• What needs to be done:
Every entry that follows needs to be repeated exactly.

START Task material

//! Lifecycle management subsystem.
//!
//! # Data Flow
//! ```text
//! Startup (main):
//!     Load config → Init logging → Start gateway → Enable hot reload
//!
//! Shutdown:
//!     SIGINT/SIGTERM → stop watcher → close listener → drain → exit 0
//! ```

pub mod signals;
//! HTTP/1.1 reverse-proxy gateway.
//!
//! Terminates client connections, matches each request against a
//! priority-ordered routing table, picks a healthy backend by round-robin,
//! forwards the request over a fresh upstream connection and relays the
//! response. Configuration is a JSON file, hot-reloaded by an mtime
//! watcher and published as an atomic snapshot so in-flight requests are
//! never torn by a reload.

// Core subsystems
pub mod config;
pub mod gateway;
pub mod http;
pub mod routing;
pub mod upstream;

// Traffic management
pub mod load_balancer;

// Cross-cutting concerns
pub mod lifecycle;
pub mod observability;

pub use config::schema::GatewayConfig;
pub use gateway::Gateway;
pub use http::HttpServer;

END Task material

• Written solution:
//! Lifecycle management subsystem.
//!
//! # Data Flow
//! ```text
//! Startup (main):
//!     Load config → Init logging → Start gateway → Enable hot reload
//!
//! Shutdown:
//!     SIGINT/SIGTERM → stop watcher → close listener → drain → exit 0
//! ```

pub mod signals;
//! HTTP/1.1 reverse-proxy gateway.
//!
//! Terminates client connections, matches each request against a
//! priority-ordered routing table, picks a healthy backend by round-robin,
//! forwards the request over a fresh upstream connection and relays the
//! response. Configuration is a JSON file, hot-reloaded by an mtime
//! watcher and published as an atomic snapshot so in-flight requests are
//! never torn by a reload.

// Core subsystems
pub mod config;
pub mod gateway;
pub mod http;
pub mod routing;
pub mod upstream;

// Traffic management
pub mod load_balancer;

// Cross-cutting concerns
pub mod lifecycle;
pub mod observability;

pub use config::schema::GatewayConfig;
pub use gateway::Gateway;
pub use http::HttpServer;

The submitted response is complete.